Parece ser que la contribución británica al presupuesto de Bruselas era excesiva. Pero la forma en la que Thatcher pidió el reembolso reemplazó un serio debate sobre Europa por un discurso centrado únicamente en libras y peniques. La entonces primera ministra olvidaba que, unos años atrás, ella misma había expuesto que el principal beneficio de la pertenencia de Reino Unido a la UE era la posibilidad de apalancar su influencia mundial. En su lugar, el debate británico asumía que en Europa había ganadores y perdedores: todo lo que ganaba Bruselas se le restaba a Westminster.

Thatcher usó el lenguaje del pequeño comerciante de su nativo Lincolnshire. Merkel, que muestra el mismo convencimiento que la Dama de Hierro de que Alemania no debería seguir pagando las facturas europeas, hace gala de su propio modelo de las virtudes del comercio provincial. Las entidades financieras y los gobiernos que se han metido en este embrollo financiero deberían haber seguido el consejo de una “ama de casa suaba”. Los titulares del tabloide Bild criticando con furia el despilfarro griego y exigiendo que Alemania recupere su dinero (y su divisa) resultarán familiares a cualquiera que haya leído en alguna ocasión los improperios contra Europa del periódico británico Sun.

El enfado de Berlín, por supuesto, pasa por alto el hecho de que Alemania fue uno de los primeros en incumplir el pacto de estabilidad y crecimiento, o que los bancos alemanes se incluyen entre los principales compradores de deuda subprime. También olvida las inmensas ventajas –económicas y financieras– que obtiene Alemania de su pertenencia a la Unión. Pero esto es lo que sucede cuando los gobiernos quieren trazar líneas divisorias entre sus intereses nacionales y europeos.

El modo de pensar inculcado por Thatcher ha convertido a Reino Unido en un miembro distante de la UE: siempre reacio a una mayor integración. El nuevo gobierno de David Cameron no tiene nada interesante o constructivo que decir sobre Europa.

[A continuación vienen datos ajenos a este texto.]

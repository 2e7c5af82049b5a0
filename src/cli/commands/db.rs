use crate::cli::parser::Commands;
use crate::config::Config;
use crate::db::initialize::init_db;
use crate::db::pool::DbPool;
use crate::db::stats;
use crate::errors::AppResult;
use crate::ui::messages::{info, success, warning};

pub fn handle(cmd: &Commands, cfg: &Config) -> AppResult<()> {
    if let Commands::Db {
        migrate,
        check,
        vacuum,
        info: show_info,
    } = cmd
    {
        if !(*migrate || *check || *vacuum || *show_info) {
            info("Nothing to do: use --migrate, --check, --vacuum or --info.");
            return Ok(());
        }

        let mut pool = DbPool::new(&cfg.database)?;

        //
        // 1) MIGRATE
        //
        if *migrate {
            info("Running migrations…");
            init_db(&pool.conn)?;
            success("Migration completed.");
        }

        //
        // 2) INFO
        //
        if *show_info {
            init_db(&pool.conn)?;
            stats::print_db_info(&mut pool, &cfg.database)?;
        }

        //
        // 3) CHECK
        //
        if *check {
            info("Running integrity check…");

            let integrity: String = pool
                .conn
                .query_row("PRAGMA integrity_check;", [], |row| row.get(0))?;

            if integrity == "ok" {
                success("Integrity check passed.");
            } else {
                warning(format!("Integrity check failed: {}", integrity));
            }
        }

        //
        // 4) VACUUM
        //
        if *vacuum {
            info("Running VACUUM…");
            pool.conn.execute_batch("VACUUM;")?;
            success("Vacuum completed.");
        }
    }

    Ok(())
}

Para ser justos, Merkel se aleja en ocasiones de la invectiva anti europea de los tabloides a favor de la pertenencia de Alemania al bloque. Pero el esfuerzo es defensivo y carece de entusiasmo. La lección que se puede extraer de Reino Unido es que una vez que el debate sobre Europa se formula en torno a los registros en el libro de contabilidad de un comercio de barrio, la batalla está perdida. No sorprende que los mercados apuesten contra el euro.